A couple of people have asked if I managed to read fifty books by the end of December. Just to let you guys know, I'm still doing this blog- I started it in June, not last January, so I've still got six months left! I read the books that I'm blogging about now back in December, so I should be putting up another post soon to get me up to date.
43) The Prime of Miss Jean Brodie by Muriel Spark
This is another book for my course The Girl in the Book. It's a strange book. The Brodie set are children, children who are part of an adult world that they don't understand, led by the intriguing Miss Brodie. It reminds me of The Go-Between by L.P. Hartley in that the girls, like Leo, are very naive, but are gradually forced to leave that naivety behind by the mature situations in which they find themselves. Unlike some of the other books on the course, where sexuality is quite implicit (eg Alice in Wonderland, Frost in May), this book contains several sexual relationships/ experiences, both concerning the girls and Miss Brodie herself. Mr Lowther and Mr Loyd are the two main male figures among a sea of girls, and they spark a lot of interest (pun completely unintended) in pupils and teacher alike. The strict censure of society is contrasted with Miss Brodie's casual lessons spent lounging outside in the shade of an elm tree, and Miss Jean Brodie seems to be depending on her pupils to keep her young, to keep her in her "prime". She begins living vicariously through them, the question is, is she helping them to live their lives, or forcing them to live her own?

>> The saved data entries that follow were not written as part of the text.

//! Restore-service för att återställa från backup

use std::fs;
use std::path::Path;

use tracing::{info, warn};

use crate::db::Database;
use crate::services::backup::format_size;
use crate::services::snapshot;
use crate::utils::error::ImportError;

/// Förhandsgranskning av restore
#[derive(Debug, Clone, PartialEq, Eq)]
pub struct RestorePreview {
    /// Antal ärenden i backup
    pub record_count: usize,
    /// Lägsta och högsta ID
    pub id_range: Option<(i64, i64)>,
    /// Storlek i bytes
    pub total_size: u64,
}

impl RestorePreview {
    /// Formatera total storlek för visning
    pub fn size_display(&self) -> String {
        format_size(self.total_size)
    }
}

/// Restore-service
pub struct RestoreService<'a> {
    db: &'a Database,
}

impl<'a> RestoreService<'a> {
    pub fn new(db: &'a Database) -> Self {
        Self { db }
    }

    /// Förhandsgranska en backup utan att röra databasen
    pub fn preview(&self, bytes: &[u8]) -> Result<RestorePreview, ImportError> {
        let problems = snapshot::decode(bytes)?;

        let id_range = problems
            .iter()
            .map(|p| p.id)
            .fold(None, |range: Option<(i64, i64)>, id| match range {
                Some((lo, hi)) => Some((lo.min(id), hi.max(id))),
                None => Some((id, id)),
            });

        Ok(RestorePreview {
            record_count: problems.len(),
            id_range,
            total_size: bytes.len() as u64,
        })
    }

    /// Ersätt alla ärenden med innehållet i en backup
    ///
    /// Destruktivt. Vid fel lämnas befintliga ärenden orörda.
    pub fn import_snapshot(&self, bytes: &[u8]) -> Result<usize, ImportError> {
        let problems = match snapshot::decode(bytes) {
            Ok(problems) => problems,
            Err(e) => {
                warn!("Ogiltig backup: {}", e);
                return Err(e);
            }
        };

        let count = self.db.problems().replace_all(&problems)?;
        info!("Återställde {} ärenden från backup", count);

        Ok(count)
    }

    /// Återställ från backup-fil
    pub fn import_from_file(&self, path: &Path) -> Result<usize, ImportError> {
        let bytes = fs::read(path)?;
        self.import_snapshot(&bytes)
    }
}
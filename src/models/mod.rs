pub mod problem;
pub mod config;

pub use problem::*;
pub use config::*;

44) Des Aveugles by Hervé Guibert
I am studying this book for my module Blindness and Vision in French Culture and find it very interesting. I didn't like the first few pages, as I found them very confusing, (I later found this out to be deliberate on Guibert's part; we as readers are supposed to experience disorientation from trying to visually understand the world of blind people), but after that I got into it. There were quite a few words that I didn't know, but these tended not to interfere with my understanding too much. Notably, this is the first book on the course that doesn't make blindness into a big issue; it's not about blindness, it's about Josette, Robert and Taillegueur, and their complicated relationships. Effectively, because all of the characters are blind, none of them are blind; none of them are "different" because of their blindness, and this allows us to focus on their personalities and behaviour, without ocularcentric bias.